▶ [Your goal]: From the records below, transcribe exactly the lines that begin at the line with "filename crates/pty-ledger/src/test_utils.rs" and end at the line with "fn get(&self, key: &str)", both included.

▶ [Material for this exercise]:
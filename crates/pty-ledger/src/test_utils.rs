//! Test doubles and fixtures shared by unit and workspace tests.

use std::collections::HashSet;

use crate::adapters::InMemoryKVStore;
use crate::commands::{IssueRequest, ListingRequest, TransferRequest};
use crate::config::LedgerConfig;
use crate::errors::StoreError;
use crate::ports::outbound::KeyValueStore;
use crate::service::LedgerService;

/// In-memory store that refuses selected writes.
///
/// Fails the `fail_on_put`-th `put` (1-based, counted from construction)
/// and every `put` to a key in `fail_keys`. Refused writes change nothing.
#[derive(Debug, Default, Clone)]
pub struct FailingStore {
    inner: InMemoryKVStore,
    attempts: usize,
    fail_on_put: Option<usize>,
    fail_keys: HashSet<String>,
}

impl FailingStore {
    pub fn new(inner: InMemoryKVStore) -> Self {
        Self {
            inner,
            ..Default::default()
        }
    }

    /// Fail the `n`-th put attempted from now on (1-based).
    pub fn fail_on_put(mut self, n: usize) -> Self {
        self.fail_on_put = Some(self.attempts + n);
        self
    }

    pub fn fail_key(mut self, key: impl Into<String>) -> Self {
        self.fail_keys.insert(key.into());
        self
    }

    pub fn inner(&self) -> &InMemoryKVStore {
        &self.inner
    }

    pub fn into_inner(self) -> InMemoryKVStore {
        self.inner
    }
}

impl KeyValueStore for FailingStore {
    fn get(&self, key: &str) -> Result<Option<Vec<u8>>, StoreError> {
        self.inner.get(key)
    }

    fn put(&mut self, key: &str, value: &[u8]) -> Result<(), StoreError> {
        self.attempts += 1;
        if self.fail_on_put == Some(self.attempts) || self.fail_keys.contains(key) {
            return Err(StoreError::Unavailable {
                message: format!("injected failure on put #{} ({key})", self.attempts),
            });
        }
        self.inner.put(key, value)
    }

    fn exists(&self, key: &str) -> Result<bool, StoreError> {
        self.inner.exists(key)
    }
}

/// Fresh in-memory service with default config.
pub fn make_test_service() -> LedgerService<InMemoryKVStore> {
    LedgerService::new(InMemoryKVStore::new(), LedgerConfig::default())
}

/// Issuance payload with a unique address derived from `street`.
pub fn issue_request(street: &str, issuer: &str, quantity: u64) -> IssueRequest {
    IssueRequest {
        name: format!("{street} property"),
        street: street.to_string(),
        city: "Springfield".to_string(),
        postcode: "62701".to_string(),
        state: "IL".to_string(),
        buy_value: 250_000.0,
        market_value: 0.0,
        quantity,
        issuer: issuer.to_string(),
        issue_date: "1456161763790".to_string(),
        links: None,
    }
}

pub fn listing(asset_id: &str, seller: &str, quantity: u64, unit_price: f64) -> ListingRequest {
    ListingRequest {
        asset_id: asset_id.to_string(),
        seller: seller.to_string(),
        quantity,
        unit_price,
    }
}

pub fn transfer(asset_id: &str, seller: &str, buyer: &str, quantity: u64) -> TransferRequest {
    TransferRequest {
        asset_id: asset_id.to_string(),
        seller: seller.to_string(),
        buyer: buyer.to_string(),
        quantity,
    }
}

--

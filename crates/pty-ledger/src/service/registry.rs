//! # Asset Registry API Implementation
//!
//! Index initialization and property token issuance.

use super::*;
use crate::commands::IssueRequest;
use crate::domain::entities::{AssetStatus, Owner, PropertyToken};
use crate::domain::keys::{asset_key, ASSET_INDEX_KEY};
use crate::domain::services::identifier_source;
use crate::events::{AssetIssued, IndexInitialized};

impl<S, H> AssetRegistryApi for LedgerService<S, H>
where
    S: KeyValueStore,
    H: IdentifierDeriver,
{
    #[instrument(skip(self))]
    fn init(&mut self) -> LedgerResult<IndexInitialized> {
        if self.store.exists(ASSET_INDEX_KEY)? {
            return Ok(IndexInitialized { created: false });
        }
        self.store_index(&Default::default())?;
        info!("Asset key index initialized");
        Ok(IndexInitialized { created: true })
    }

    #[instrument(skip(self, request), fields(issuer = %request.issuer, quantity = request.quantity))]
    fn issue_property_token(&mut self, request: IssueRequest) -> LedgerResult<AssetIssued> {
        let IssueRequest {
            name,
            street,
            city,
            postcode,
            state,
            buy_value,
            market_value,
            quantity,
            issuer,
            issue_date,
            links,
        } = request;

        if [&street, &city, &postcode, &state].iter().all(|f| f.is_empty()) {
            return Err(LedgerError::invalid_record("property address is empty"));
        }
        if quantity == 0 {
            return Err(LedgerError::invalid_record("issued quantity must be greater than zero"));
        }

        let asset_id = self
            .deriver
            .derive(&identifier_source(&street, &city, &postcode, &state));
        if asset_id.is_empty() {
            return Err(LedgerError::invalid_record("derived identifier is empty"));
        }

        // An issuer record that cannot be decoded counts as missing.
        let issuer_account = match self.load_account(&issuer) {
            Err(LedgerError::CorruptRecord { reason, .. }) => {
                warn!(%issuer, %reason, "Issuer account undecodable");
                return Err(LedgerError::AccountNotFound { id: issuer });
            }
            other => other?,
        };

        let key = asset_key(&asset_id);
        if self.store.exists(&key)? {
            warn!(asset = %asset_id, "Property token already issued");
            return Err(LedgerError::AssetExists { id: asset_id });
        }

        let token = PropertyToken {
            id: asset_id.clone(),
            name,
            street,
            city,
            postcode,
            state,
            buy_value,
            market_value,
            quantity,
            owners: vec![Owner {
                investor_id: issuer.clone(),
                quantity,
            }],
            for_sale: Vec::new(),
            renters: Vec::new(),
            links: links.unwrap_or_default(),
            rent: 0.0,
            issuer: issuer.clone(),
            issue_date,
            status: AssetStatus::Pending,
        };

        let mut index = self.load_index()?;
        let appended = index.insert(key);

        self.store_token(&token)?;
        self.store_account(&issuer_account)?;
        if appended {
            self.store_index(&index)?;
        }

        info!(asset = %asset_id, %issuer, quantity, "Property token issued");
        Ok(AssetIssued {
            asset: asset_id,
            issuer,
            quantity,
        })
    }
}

▶ [Exercise output]:
filename crates/pty-ledger/src/test_utils.rs
//! Test doubles and fixtures shared by unit and workspace tests.

use std::collections::HashSet;

use crate::adapters::InMemoryKVStore;
use crate::commands::{IssueRequest, ListingRequest, TransferRequest};
use crate::config::LedgerConfig;
use crate::errors::StoreError;
use crate::ports::outbound::KeyValueStore;
use crate::service::LedgerService;

/// In-memory store that refuses selected writes.
///
/// Fails the `fail_on_put`-th `put` (1-based, counted from construction)
/// and every `put` to a key in `fail_keys`. Refused writes change nothing.
#[derive(Debug, Default, Clone)]
pub struct FailingStore {
    inner: InMemoryKVStore,
    attempts: usize,
    fail_on_put: Option<usize>,
    fail_keys: HashSet<String>,
}

impl FailingStore {
    pub fn new(inner: InMemoryKVStore) -> Self {
        Self {
            inner,
            ..Default::default()
        }
    }

    /// Fail the `n`-th put attempted from now on (1-based).
    pub fn fail_on_put(mut self, n: usize) -> Self {
        self.fail_on_put = Some(self.attempts + n);
        self
    }

    pub fn fail_key(mut self, key: impl Into<String>) -> Self {
        self.fail_keys.insert(key.into());
        self
    }

    pub fn inner(&self) -> &InMemoryKVStore {
        &self.inner
    }

    pub fn into_inner(self) -> InMemoryKVStore {
        self.inner
    }
}

impl KeyValueStore for FailingStore {
    fn get(&self, key: &str) -> Result<Option<Vec<u8>>, StoreError> {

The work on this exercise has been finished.